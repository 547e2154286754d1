//! `linguo languages`: list target languages offered for a source language.

use anyhow::Result;
use clap::Args;
use serde::Serialize;

use crate::cli::output::{output, CommandOutput};
use crate::domain::models::{Config, LanguagePairing};

#[derive(Args, Debug)]
pub struct LanguagesArgs {
    /// Source language code; omitted lists every configured language
    #[arg(short, long)]
    pub source: Option<String>,
}

#[derive(Debug, Serialize)]
pub struct LanguagesOutput {
    pub source: Option<String>,
    pub targets: Vec<String>,
}

impl CommandOutput for LanguagesOutput {
    fn to_human(&self) -> String {
        if self.targets.is_empty() {
            return match &self.source {
                Some(source) => format!("No target languages are offered for {source}."),
                None => "No languages configured.".to_string(),
            };
        }

        let header = match &self.source {
            Some(source) => format!("Targets for {}:", console::style(source).bold()),
            None => "Languages:".to_string(),
        };
        let mut lines = vec![header];
        lines.extend(self.targets.iter().map(|code| format!("  {code}")));
        lines.join("\n")
    }

    fn to_json(&self) -> serde_json::Value {
        serde_json::to_value(self).unwrap_or_default()
    }
}

pub fn list(args: &LanguagesArgs, config: &Config) -> LanguagesOutput {
    let pairing = LanguagePairing::from(&config.languages);
    LanguagesOutput {
        source: args.source.clone(),
        targets: pairing
            .available_targets(args.source.as_deref())
            .into_iter()
            .map(str::to_string)
            .collect(),
    }
}

pub fn execute(args: LanguagesArgs, config: &Config, json_mode: bool) -> Result<()> {
    output(&list(&args, config), json_mode);
    Ok(())
}
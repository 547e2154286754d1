//! Domain layer for the Linguo requester client
//!
//! Core models, error types and the port traits adapters implement.

pub mod errors;
pub mod models;
pub mod ports;

pub use errors::{DomainError, DomainResult, FetchError};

____

◆ **REQUIRED WORK**:
Would you filter the records and copy out each line containing "self"?

◆ **RESULT FOR THIS EXERCISE**:
    fn to_human(&self) -> String {
        if self.targets.is_empty() {
            return match &self.source {
        let header = match &self.source {
        lines.extend(self.targets.iter().map(|code| format!("  {code}")));
    fn to_json(&self) -> serde_json::Value {
        serde_json::to_value(self).unwrap_or_default()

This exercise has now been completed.